Николай Шмелев - В лучах прожекторов
— Ничего! Сейчас другие добавят!
Внизу знакомым пятном проплыл лес. Впереди, за лесом, линия фронта.
Мотор неожиданно перестал работать. Винт завертелся вхолостую. Затем мотор чихнул. Самолет вздрогнул и, словно подраненная птица, клюнул носом.
Чтобы не потерять скорость, не понимая еще толком, что случилось, я сразу же перевел самолет в планирование. В голове вихрем закружились мысли: «В чем дело? Что с мотором?» Рука машинально то убирала, то до отказа посылала вперед сектор газа, но мотор не отзывался. Машина упорно шла к земле. Как-то сразу острее почувствовалась обстановка: ночь, мороз, внизу — территория, занятая врагом. Под крыльями — сплошной черный лес. Неужели первый боевой вылет станет последним?

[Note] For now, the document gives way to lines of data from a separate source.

//! # Error Handler
//!
//! Classifies failures, keeps the most recent ones in memory and optionally
//! tells the user.
//!
//! ```text
//! ┌─────────────────────────────────────────────────────────────────────────┐
//! │                                                                         │
//! │  handle(error, context, show_notification)                              │
//! │       │                                                                 │
//! │       ├─▶ classify(error text)          rule table in stockroom-core    │
//! │       ├─▶ LogEntry pushed to the front  ring buffer, 50 entries         │
//! │       └─▶ Notifier::notify(entry)       only if show_notification       │
//! │                                                                         │
//! └─────────────────────────────────────────────────────────────────────────┘
//! ```

use chrono::{DateTime, Utc};
use serde::Serialize;
use std::collections::VecDeque;
use std::fmt;
use std::sync::{Arc, Mutex};
use stockroom_core::classify::classify;
use stockroom_core::{ErrorCategory, ERROR_LOG_CAPACITY};
use tracing::{error, warn};

/// One handled error.
#[derive(Debug, Clone, PartialEq, Serialize)]
pub struct LogEntry {
    /// Text shown to the user.
    pub message: String,
    pub category: ErrorCategory,
    pub timestamp: DateTime<Utc>,
    /// The error's own text, unmodified.
    pub original_error: String,
    /// What was being attempted, e.g. `"items.fetch"`.
    pub context: Option<String>,
}

/// Delivers a transient notification to the user.
pub trait Notifier: Send + Sync + fmt::Debug {
    fn notify(&self, entry: &LogEntry);
}

/// Writes notifications to the log.
#[derive(Debug, Default, Clone, Copy)]
pub struct TracingNotifier;

impl Notifier for TracingNotifier {
    fn notify(&self, entry: &LogEntry) {
        warn!(
            category = %entry.category,
            context = entry.context.as_deref().unwrap_or("-"),
            "{}",
            entry.message
        );
    }
}

#[derive(Debug)]
pub struct ErrorHandler {
    entries: Mutex<VecDeque<LogEntry>>,
    capacity: usize,
    notifier: Arc<dyn Notifier>,
}

impl Default for ErrorHandler {
    fn default() -> Self {
        Self::new(Arc::new(TracingNotifier))
    }
}

impl ErrorHandler {
    pub fn new(notifier: Arc<dyn Notifier>) -> Self {
        Self::with_capacity(ERROR_LOG_CAPACITY, notifier)
    }

    pub fn with_capacity(capacity: usize, notifier: Arc<dyn Notifier>) -> Self {
        ErrorHandler {
            entries: Mutex::new(VecDeque::with_capacity(capacity)),
            capacity: capacity.max(1),
            notifier,
        }
    }

    /// Records `err` and returns the entry.
    ///
    /// The entry's message is the error's text, or the category's
    /// template when the text is blank.
    pub fn handle<E>(&self, err: &E, context: Option<&str>, show_notification: bool) -> LogEntry
    where
        E: fmt::Display + ?Sized,
    {
        let original = err.to_string();
        let category = classify(&original);
        let message = if original.trim().is_empty() {
            category.default_message().to_string()
        } else {
            original.clone()
        };

        let entry = LogEntry {
            message,
            category,
            timestamp: Utc::now(),
            original_error: original,
            context: context.map(str::to_string),
        };

        error!(
            category = %entry.category,
            context = entry.context.as_deref().unwrap_or("-"),
            error = %entry.original_error,
            "Operation failed"
        );

        {
            let mut entries = self.entries.lock().expect("error log mutex poisoned");
            entries.push_front(entry.clone());
            entries.truncate(self.capacity);
        }

        if show_notification {
            self.notifier.notify(&entry);
        }

        entry
    }

    /// Up to `limit` entries, newest first.
    pub fn get_recent(&self, limit: usize) -> Vec<LogEntry> {
        self.entries
            .lock()
            .expect("error log mutex poisoned")
            .iter()
            .take(limit)
            .cloned()
            .collect()
    }

    pub fn clear(&self) {
        self.entries.lock().expect("error log mutex poisoned").clear();
    }

    pub fn len(&self) -> usize {
        self.entries.lock().expect("error log mutex poisoned").len()
    }

    pub fn is_empty(&self) -> bool {
        self.len() == 0
    }
}

// =============================================================================
// Unit Tests
// =============================================================================

#[cfg(test)]
mod tests {
    use super::*;

    /// Remembers what it was asked to show.
    #[derive(Debug, Default)]
    struct RecordingNotifier {
        shown: Mutex<Vec<String>>,
    }

    impl Notifier for RecordingNotifier {
        fn notify(&self, entry: &LogEntry) {
            self.shown.lock().unwrap().push(entry.message.clone());
        }
    }

    #[test]
    fn test_classifies_and_notifies() {
        let notifier = Arc::new(RecordingNotifier::default());
        let handler = ErrorHandler::new(notifier.clone());

        let entry = handler.handle("Invalid login credentials", Some("auth.sign_in"), true);
        assert_eq!(entry.category, ErrorCategory::Authentication);
        assert_eq!(entry.message, "Invalid login credentials");
        assert_eq!(entry.context.as_deref(), Some("auth.sign_in"));

        let entry = handler.handle("network unreachable", None, false);
        assert_eq!(entry.category, ErrorCategory::Network);

        let entry = handler.handle("something odd", None, false);
        assert_eq!(entry.category, ErrorCategory::Unknown);

        assert_eq!(*notifier.shown.lock().unwrap(), vec!["Invalid login credentials"]);
    }

    #[test]
    fn test_blank_error_uses_template() {
        let handler = ErrorHandler::default();
        let entry = handler.handle("", None, false);
        assert_eq!(entry.category, ErrorCategory::Unknown);
        assert_eq!(entry.message, ErrorCategory::Unknown.default_message());
        assert_eq!(entry.original_error, "");
    }

    #[test]
    fn test_ring_buffer_keeps_newest_fifty() {
        let handler = ErrorHandler::default();
        for i in 0..51 {
            handler.handle(&format!("error {i}"), None, false);
        }

        assert_eq!(handler.len(), 50);
        let recent = handler.get_recent(100);
        assert_eq!(recent.len(), 50);
        assert_eq!(recent[0].message, "error 50");
        assert_eq!(recent[49].message, "error 1");

        assert_eq!(handler.get_recent(3).len(), 3);
        handler.clear();
        assert!(handler.is_empty());
    }
}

— Что случилось? — спрашивает Гарифуллин.
— Мотор отказал!
— У, дьявол! До линии фронта еще километра два.
С лихорадочной поспешностью пускаю в ход шприц. На какую-то долю секунды обороты увеличились. Самолет уже почти касается лыжами верхушек деревьев.
— Буду садиться, приготовься! — передал я штурману.
Впереди в черном овале леса мелькнула поляна. Не переставая подкачивать бензин, начал планировать к ней. До земли метра три. И вдруг самолет вздрогнул, мотор захлопал, словно захлебываясь, машина стала набирать высоту.
— Газ! Газ давай! — кричал Гарифуллин. — Жми на сектор!
Мотор взвыл, и самолет, так и не коснувшись земли, полез вверх. Линию фронта пролетели на высоте сорока — пятидесяти метров.
Все это случилось так неожиданно и быстро, что я не успел по-настоящему осознать опасность, которая нам грозила. Было непонятно, отчего перестал работать мотор. Но еще более непонятным было, почему он вдруг заработал снова.
Фронт остался позади. Самолет шел плавно как ни в чем не бывало.
Но что же в конце концов случилось?
Очевидно, эта же мысль не давала покоя и штурману. Он снова обратился ко мне:
— Что же там было?
— Убей, не знаю.
— А как теперь?
— Полный порядок!
— А ну, испытай мотор на всех режимах!
Я убрал газ, затем резко дал сектор вперед до отказа. Мотор работал нормально.
— Наверняка механик чего-нибудь не доглядел, — решил я и подумал: «Ну, доберусь до аэродрома, дам жару Коновалову».
Прошли на бреющем вдоль шоссе и благополучно приземлились.
Коновалов, как всегда, встречал нас возле посадочной полосы.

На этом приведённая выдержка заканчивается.